There is no denying that the world appears to objectively exist, and for all intents and purposes, it does objectively exist, yet it is easy to see that it is nothing more than an apparition. It is similar to the way the sun appears to rise and set each day. We might directly experience the rising and setting of the sun with our own eyes, so to speak, yet the whole thing is an illusion produced by the rotating earth. It is an experience which is constructed out of our perspective as beings situated on the earth. In the same way, our experience of the world as an objective entity is a mirage generated out of a particular perspective, one that is centred around a belief in the self and reinforced by habit of thought.
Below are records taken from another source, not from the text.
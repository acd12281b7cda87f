//! snake_case ⇄ camelCase key conversion for result rows and payloads.
//!
//! Conversion is applied to object keys level by level, down to a configurable
//! depth. Values are never renamed, only the keys that lead to them.
//!
//! ```
//! use serde_json::json;
//! use sqlizer::to_camel;
//!
//! let row = json!({"user_id": 1, "profile_data": {"avatar_url": "x"}});
//! assert_eq!(to_camel(row.clone(), 1), json!({"userId": 1, "profileData": {"avatar_url": "x"}}));
//! assert_eq!(to_camel(row, 2), json!({"userId": 1, "profileData": {"avatarUrl": "x"}}));
//! ```

use crate::pagination::Row;
use regex::{Captures, Regex};
use serde_json::{Map, Value};
use std::sync::OnceLock;

/// Depth used when callers have no preference: only top-level keys are renamed.
pub const DEFAULT_DEPTH: usize = 1;

/// Target key style.
#[derive(Debug, Clone, Copy, PartialEq, Eq)]
pub enum KeyCase {
    Camel,
    Snake,
}

impl KeyCase {
    pub fn apply(self, key: &str) -> String {
        match self {
            KeyCase::Camel => camelize(key),
            KeyCase::Snake => snakelize(key),
        }
    }
}

/// `user_id` / `user-id` / `user id` → `userId`.
///
/// Every run of `-`, `_` or whitespace is removed and the character after it
/// upper-cased; the first character of the result is lower-cased.
pub fn camelize(key: &str) -> String {
    static SEPARATOR_RUN: OnceLock<Regex> = OnceLock::new();
    let re = SEPARATOR_RUN
        .get_or_init(|| Regex::new(r"[-_\s]+(.)?").expect("invalid built-in separator regex"));

    let joined = re.replace_all(key, |caps: &Captures| {
        caps.get(1)
            .map(|m| m.as_str().to_uppercase())
            .unwrap_or_default()
    });

    let mut chars = joined.chars();
    match chars.next() {
        Some(first) => first.to_lowercase().chain(chars).collect(),
        None => String::new(),
    }
}

/// `userId` → `user_id`.
///
/// An `_` is inserted before every ASCII upper-case letter except a leading one,
/// then the whole key is lower-cased.
pub fn snakelize(key: &str) -> String {
    let mut out = String::with_capacity(key.len() + 4);
    for (i, ch) in key.chars().enumerate() {
        if i > 0 && ch.is_ascii_uppercase() {
            out.push('_');
        }
        out.push(ch);
    }
    out.to_lowercase()
}

/// Rename keys of `data` to `case`, descending `depth` levels.
///
/// A top-level string is converted itself; other non-object values and arrays
/// are returned unchanged.
pub fn convert_keys(data: Value, case: KeyCase, depth: usize) -> Value {
    match data {
        Value::String(s) => Value::String(case.apply(&s)),
        other => process_keys(other, case, depth),
    }
}

fn process_keys(value: Value, case: KeyCase, depth: usize) -> Value {
    match value {
        Value::Object(map) if depth > 0 => Value::Object(rename_map(map, case, depth)),
        other => other,
    }
}

fn rename_map(map: Map<String, Value>, case: KeyCase, depth: usize) -> Map<String, Value> {
    map.into_iter()
        .map(|(key, value)| (case.apply(&key), process_keys(value, case, depth - 1)))
        .collect()
}

/// snake_case → camelCase. See [`convert_keys`].
pub fn to_camel(data: Value, depth: usize) -> Value {
    convert_keys(data, KeyCase::Camel, depth)
}

/// camelCase → snake_case. See [`convert_keys`].
pub fn to_snake(data: Value, depth: usize) -> Value {
    convert_keys(data, KeyCase::Snake, depth)
}

/// Camelize the keys of every row in a result set.
pub fn rows_to_camel(rows: Vec<Row>, depth: usize) -> Vec<Row> {
    if depth == 0 {
        return rows;
    }
    rows.into_iter()
        .map(|row| rename_map(row, KeyCase::Camel, depth))
        .collect()
}

#[cfg(test)]
mod tests {
    use super::*;
    use serde_json::json;

    #[test]
    fn camelize_keys() {
        assert_eq!(camelize("a_b"), "aB");
        assert_eq!(camelize("f_gh"), "fGh");
        assert_eq!(camelize("user-id"), "userId");
        assert_eq!(camelize("user  name"), "userName");
        assert_eq!(camelize("a__b"), "aB");
        assert_eq!(camelize("UserName"), "userName");
        assert_eq!(camelize("trailing_"), "trailing");
        assert_eq!(camelize(""), "");
    }

    #[test]
    fn snakelize_keys() {
        assert_eq!(snakelize("aB"), "a_b");
        assert_eq!(snakelize("fGh"), "f_gh");
        assert_eq!(snakelize("userId"), "user_id");
        assert_eq!(snakelize("UserId"), "user_id");
        assert_eq!(snakelize("plain"), "plain");
        assert_eq!(snakelize("HTTPCode"), "h_t_t_p_code");
    }

    #[test]
    fn to_camel_depth_one() {
        let snake = json!({"a_b": "x", "c": 1, "d_e": {"f_gh": 2}});
        assert_eq!(
            to_camel(snake, DEFAULT_DEPTH),
            json!({"aB": "x", "c": 1, "dE": {"f_gh": 2}})
        );
    }

    #[test]
    fn to_camel_depth_two() {
        let snake = json!({"a_b": "x", "c": 1, "d_e": {"f_gh": 2}});
        assert_eq!(
            to_camel(snake, 2),
            json!({"aB": "x", "c": 1, "dE": {"fGh": 2}})
        );
    }

    #[test]
    fn to_snake_depths() {
        let camel = json!({"aB": "test", "c": 1, "dE": {"fGh": 2}});
        assert_eq!(
            to_snake(camel.clone(), 1),
            json!({"a_b": "test", "c": 1, "d_e": {"fGh": 2}})
        );
        assert_eq!(
            to_snake(camel, 2),
            json!({"a_b": "test", "c": 1, "d_e": {"f_gh": 2}})
        );
    }

    #[test]
    fn depth_zero_is_identity() {
        let data = json!({"a_b": 1});
        assert_eq!(to_camel(data.clone(), 0), data);
    }

    #[test]
    fn scalars() {
        assert_eq!(to_camel(json!("user_name"), 1), json!("userName"));
        assert_eq!(to_snake(json!("userName"), 1), json!("user_name"));
        assert_eq!(to_camel(json!(42), 1), json!(42));
        assert_eq!(to_camel(Value::Null, 1), Value::Null);
    }

    #[test]
    fn arrays_untouched() {
        let data = json!([{"a_b": 1}]);
        assert_eq!(to_camel(data.clone(), 3), data);
    }

    #[test]
    fn preserves_insertion_order() {
        let camel = to_camel(json!({"z_z": 1, "a_a": 2, "m_m": 3}), 1);
        let keys: Vec<&String> = camel.as_object().unwrap().keys().collect();
        assert_eq!(keys, ["zZ", "aA", "mM"]);
    }

    #[test]
    fn round_trip() {
        let data = json!({"user_id": 1, "created_at": {"time_zone": "UTC"}});
        assert_eq!(to_camel(to_snake(to_camel(data.clone(), 2), 2), 2), to_camel(data, 2));
        let camel = json!({"userId": 1, "createdAt": {"timeZone": "UTC"}});
        assert_eq!(to_camel(to_snake(camel.clone(), 2), 2), camel);
    }

    #[test]
    fn rows() {
        let mut row = Row::new();
        row.insert("user_id".into(), json!(7));
        let rows = rows_to_camel(vec![row], DEFAULT_DEPTH);
        assert_eq!(rows[0].get("userId"), Some(&json!(7)));
    }
}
The objectivity of the world appears real on the surface, but it disappears the moment you begin to approach it.

This struggles with the same question that Schopenhauer introduces, which is that if life is comprised of cause and effect, the cause of materiality will be more complex than materiality itself, indicating the presence of additional dimensions to our world, or that our world is the result of long chains of causes that begin in an entirely different medium. This is German Idealism, also called “transcendental idealism”:

Kant’s idealism is, perhaps, the most moderate form of idealism associated with German idealism. Kant holds that the objects of human cognition are transcendentally ideal and empirically real. They are transcendentally ideal, because the conditions of the cognition human beings have of objects are to be found in the cognitive faculties of human beings. This does not mean the existence of those objects is mind-dependent, because Kant thinks we can only know objects to the extent that they are objects for us and, thus, as they appear to us. Idealism with respect to appearances does not entail the mind-dependence of objects, because it does not commit itself to any claims about the nature of things in themselves. Kant denies that we have any knowledge of things in themselves, because we do not have the capacity to make judgments about the nature of things in themselves based on our knowledge of things as they appear.

Schopenhauer elaborated on this by making it clear that there was no knowledge of things in themselves, but that in fact the perceiver creates the perceived object from external reality plus a perceptual filter, which shows us that the entirety of reality as we know it is relative to the individual, which is to say relative among individuals, with some perceiving more than others:

Schopenhauer holds that “no truth is more certain, no truth is more independent of all others and no truth is less in need of proof than this one: that everything there is for cognition (i.e., the whole world) is only an object in relation to a subject, an intuition of a beholder” (WWR, ยง1, pp. 23). This simple and perhaps inescapable thought may be regarded as the most fundamental motivation for any form of epistemological idealism.

These ideas, at first, are shocking because they navigate between two human illusions: (1) the external world is evident and universal and everyone can perceive it and (2) people live in their own worlds, determined by their intent and desires. Neither are true, but both are partially true. People interpret an objective world as best they can, and end up with a version of it filtered through their own perception and, most importantly, ability to accept what they are seeing. People in denial see less of the world than others.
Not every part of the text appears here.